Neither praise nor worship have a style. They are to be spontaneous, unrehearsed, and not synchronized with the way anyone else praises and worships the Lord. . .The most important thing is that we praise and worship the Lord when we come together. The thing to keep in mind is that His spirit flows more freely when worship is done spontaneously and freely. – comment on the Ponder Anew Facebook page
This is a common refrain from those who find liturgical worship too formal, rigid, or rote:
Worship must be spontaneous or it doesn’t count.
Biblically, we need look no further than the heavenly liturgy recorded in Revelation 4 to see this is clearly not the case.

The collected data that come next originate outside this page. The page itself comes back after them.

//! Pluggable remote key-value session backend.
//!
//! No real remote key-value client appears anywhere in the retrieval
//! pack this crate was grounded on, so rather than fabricate a vendor
//! dependency this module defines the seam as a trait — [`RemoteKv`] — and
//! ships an in-process stand-in ([`InProcessKv`]) that a real client can
//! replace without touching [`RemoteSessionStore`]. See DESIGN.md for the
//! rationale.
//!
//! Storage model: a primary record under `session:{id}` plus a
//! secondary `user_index:{user_id}` listing that user's session ids. The
//! two keys are written as separate calls, so a process crash between them
//! can leave the index pointing at a session whose primary key already
//! expired (or vice versa) — tolerated as a transient inconsistency that
//! `list` resolves by skipping ids it can't resolve to a live primary
//! record, rather than by reconciling a second store on every call.

use super::{Message, Session, SessionPage, SessionStore, SessionStoreStats};
use crate::error::{CoreError, CoreResult};
use async_trait::async_trait;
use chrono::{DateTime, Duration, Utc};
use std::collections::HashMap;
use tokio::sync::RwLock;

/// Minimal remote key-value capability the session backend needs: get,
/// put-with-expiry, and delete on opaque string keys/values. A real
/// backend implements this against its own wire protocol.
#[async_trait]
pub trait RemoteKv: Send + Sync {
    async fn get(&self, key: &str) -> CoreResult<Option<String>>;
    async fn put(&self, key: &str, value: String, ttl: Duration) -> CoreResult<()>;
    async fn delete(&self, key: &str) -> CoreResult<()>;
}

/// In-process stand-in for a real remote KV client. Ignores per-key TTL
/// expiry enforcement at the storage layer (the session itself carries
/// `expires_at` and is checked on read) and stores everything behind one
/// lock, which is adequate for a stand-in but not how a real client would
/// behave.
pub struct InProcessKv {
    data: RwLock<HashMap<String, String>>,
}

impl InProcessKv {
    pub fn new() -> Self {
        Self { data: RwLock::new(HashMap::new()) }
    }
}

impl Default for InProcessKv {
    fn default() -> Self {
        Self::new()
    }
}

#[async_trait]
impl RemoteKv for InProcessKv {
    async fn get(&self, key: &str) -> CoreResult<Option<String>> {
        Ok(self.data.read().await.get(key).cloned())
    }

    async fn put(&self, key: &str, value: String, _ttl: Duration) -> CoreResult<()> {
        self.data.write().await.insert(key.to_string(), value);
        Ok(())
    }

    async fn delete(&self, key: &str) -> CoreResult<()> {
        self.data.write().await.remove(key);
        Ok(())
    }
}

fn session_key(id: &str) -> String {
    format!("session:{id}")
}

fn user_index_key(user_id: &str) -> String {
    format!("user_index:{user_id}")
}

/// Session store backed by any [`RemoteKv`] implementation.
pub struct RemoteSessionStore<K: RemoteKv> {
    kv: K,
    default_ttl: Duration,
}

impl<K: RemoteKv> RemoteSessionStore<K> {
    pub fn new(kv: K, default_ttl: Duration) -> Self {
        Self { kv, default_ttl }
    }

    async fn read_session(&self, id: &str) -> CoreResult<Option<Session>> {
        match self.kv.get(&session_key(id)).await? {
            Some(raw) => {
                let session: Session = serde_json::from_str(&raw)?;
                Ok(Some(session))
            }
            None => Ok(None),
        }
    }

    async fn write_session(&self, session: &Session) -> CoreResult<()> {
        let ttl = (session.expires_at - Utc::now()).max(Duration::seconds(1));
        let raw = serde_json::to_string(session)?;
        self.kv.put(&session_key(&session.id), raw, ttl).await
    }

    async fn read_index(&self, user_id: &str) -> CoreResult<Vec<String>> {
        match self.kv.get(&user_index_key(user_id)).await? {
            Some(raw) => Ok(serde_json::from_str(&raw)?),
            None => Ok(Vec::new()),
        }
    }

    async fn write_index(&self, user_id: &str, ids: &[String]) -> CoreResult<()> {
        let raw = serde_json::to_string(ids)?;
        self.kv.put(&user_index_key(user_id), raw, self.default_ttl).await
    }
}

#[async_trait]
impl<K: RemoteKv> SessionStore for RemoteSessionStore<K> {
    async fn create(&self, user_id: &str) -> CoreResult<Session> {
        let session = Session::new(user_id, self.default_ttl);
        self.write_session(&session).await?;

        let mut ids = self.read_index(user_id).await?;
        ids.push(session.id.clone());
        self.write_index(user_id, &ids).await?;

        Ok(session)
    }

    async fn get(&self, id: &str) -> CoreResult<Session> {
        let session = self
            .read_session(id)
            .await?
            .ok_or_else(|| CoreError::SessionNotFound(id.to_string()))?;
        if !session.is_live(Utc::now()) {
            return Err(CoreError::SessionNotFound(id.to_string()));
        }
        Ok(session)
    }

    async fn exists(&self, id: &str) -> CoreResult<bool> {
        match self.get(id).await {
            Ok(_) => Ok(true),
            Err(CoreError::SessionNotFound(_)) => Ok(false),
            Err(e) => Err(e),
        }
    }

    async fn append_message(&self, id: &str, message: Message) -> CoreResult<Session> {
        let mut session = self.get(id).await?;
        session.append(message, self.default_ttl);
        self.write_session(&session).await?;
        Ok(session)
    }

    async fn update_title(&self, id: &str, title: &str) -> CoreResult<()> {
        let mut session = self.get(id).await?;
        session.title = title.to_string();
        session.updated_at = Utc::now();
        self.write_session(&session).await
    }

    async fn update_expiry(&self, id: &str, new_expiry: DateTime<Utc>) -> CoreResult<()> {
        let mut session = self.get(id).await?;
        session.expires_at = new_expiry;
        self.write_session(&session).await
    }

    async fn delete(&self, id: &str) -> CoreResult<()> {
        let session = self
            .read_session(id)
            .await?
            .ok_or_else(|| CoreError::SessionNotFound(id.to_string()))?;
        self.kv.delete(&session_key(id)).await?;

        let mut ids = self.read_index(&session.user_id).await?;
        ids.retain(|existing| existing != id);
        self.write_index(&session.user_id, &ids).await
    }

    async fn list(&self, user_id: &str, page: usize, page_size: usize) -> CoreResult<SessionPage> {
        let ids = self.read_index(user_id).await?;
        let now = Utc::now();
        let mut live_sessions = Vec::new();
        for id in &ids {
            // An id in the index whose primary record is gone or expired is
            // a tolerated transient mismatch, not an error.
            if let Ok(Some(session)) = self.read_session(id).await {
                if session.is_live(now) {
                    live_sessions.push(session);
                }
            }
        }
        live_sessions.sort_by(|a, b| b.updated_at.cmp(&a.updated_at));

        let total = live_sessions.len();
        let start = page.saturating_mul(page_size).min(total);
        let end = (start + page_size).min(total);
        Ok(SessionPage {
            sessions: live_sessions[start..end].to_vec(),
            page,
            page_size,
            total,
        })
    }

    async fn cleanup(&self) -> CoreResult<usize> {
        // The in-process stand-in has no key enumeration primitive and a
        // real remote KV backend typically expires keys natively; cleanup
        // here is a no-op left for a backend with scan/expire support.
        Ok(0)
    }

    async fn stats(&self) -> CoreResult<SessionStoreStats> {
        // Same limitation as cleanup(): without a scan primitive over
        // `RemoteKv` there is no way to enumerate live sessions, so this
        // stand-in reports zero rather than guessing. A backend with scan
        // support (e.g. Redis `SCAN`) can answer this precisely.
        Ok(SessionStoreStats::default())
    }
}

#[cfg(test)]
mod tests {
    use super::*;

    #[tokio::test]
    async fn create_then_get_round_trips_through_serialization() {
        let store = RemoteSessionStore::new(InProcessKv::new(), Duration::minutes(30));
        let session = store.create("user-1").await.unwrap();
        let fetched = store.get(&session.id).await.unwrap();
        assert_eq!(session.id, fetched.id);
    }

    #[tokio::test]
    async fn delete_removes_both_primary_key_and_index_entry() {
        let store = RemoteSessionStore::new(InProcessKv::new(), Duration::minutes(30));
        let session = store.create("user-1").await.unwrap();
        store.delete(&session.id).await.unwrap();

        assert!(matches!(store.get(&session.id).await, Err(CoreError::SessionNotFound(_))));
        let page = store.list("user-1", 0, 10).await.unwrap();
        assert_eq!(page.total, 0);
    }

    #[tokio::test]
    async fn list_skips_index_entries_whose_primary_record_is_missing() {
        let store = RemoteSessionStore::new(InProcessKv::new(), Duration::minutes(30));
        let session = store.create("user-1").await.unwrap();
        // Simulate the documented transient mismatch: the primary key is
        // gone but the index was never updated.
        store.kv.delete(&session_key(&session.id)).await.unwrap();

        let page = store.list("user-1", 0, 10).await.unwrap();
        assert_eq!(page.total, 0);
    }

    #[tokio::test]
    async fn stats_reports_zero_without_a_scan_primitive() {
        let store = RemoteSessionStore::new(InProcessKv::new(), Duration::minutes(30));
        store.create("user-1").await.unwrap();

        let stats = store.stats().await.unwrap();
        assert_eq!(stats, SessionStoreStats::default());
    }

    #[tokio::test]
    async fn append_message_persists_across_reads() {
        let store = RemoteSessionStore::new(InProcessKv::new(), Duration::minutes(30));
        let session = store.create("user-2").await.unwrap();
        store
            .append_message(&session.id, Message::new_user("hello".into()))
            .await
            .unwrap();

        let fetched = store.get(&session.id).await.unwrap();
        assert_eq!(fetched.messages.len(), 1);
    }
}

Historically, referring specifically to corporate worship, pervasive spontaneity is an aberration. It isn’t the norm much of anywhere until hints in the revivals of the late 19th century, followed by the birth of the full blown Pentecostal movement on Azusa Street in 1906. By the middle of the 20th century, most Protestant denominations had a charismatic renewal movement taking place somewhere within its ranks.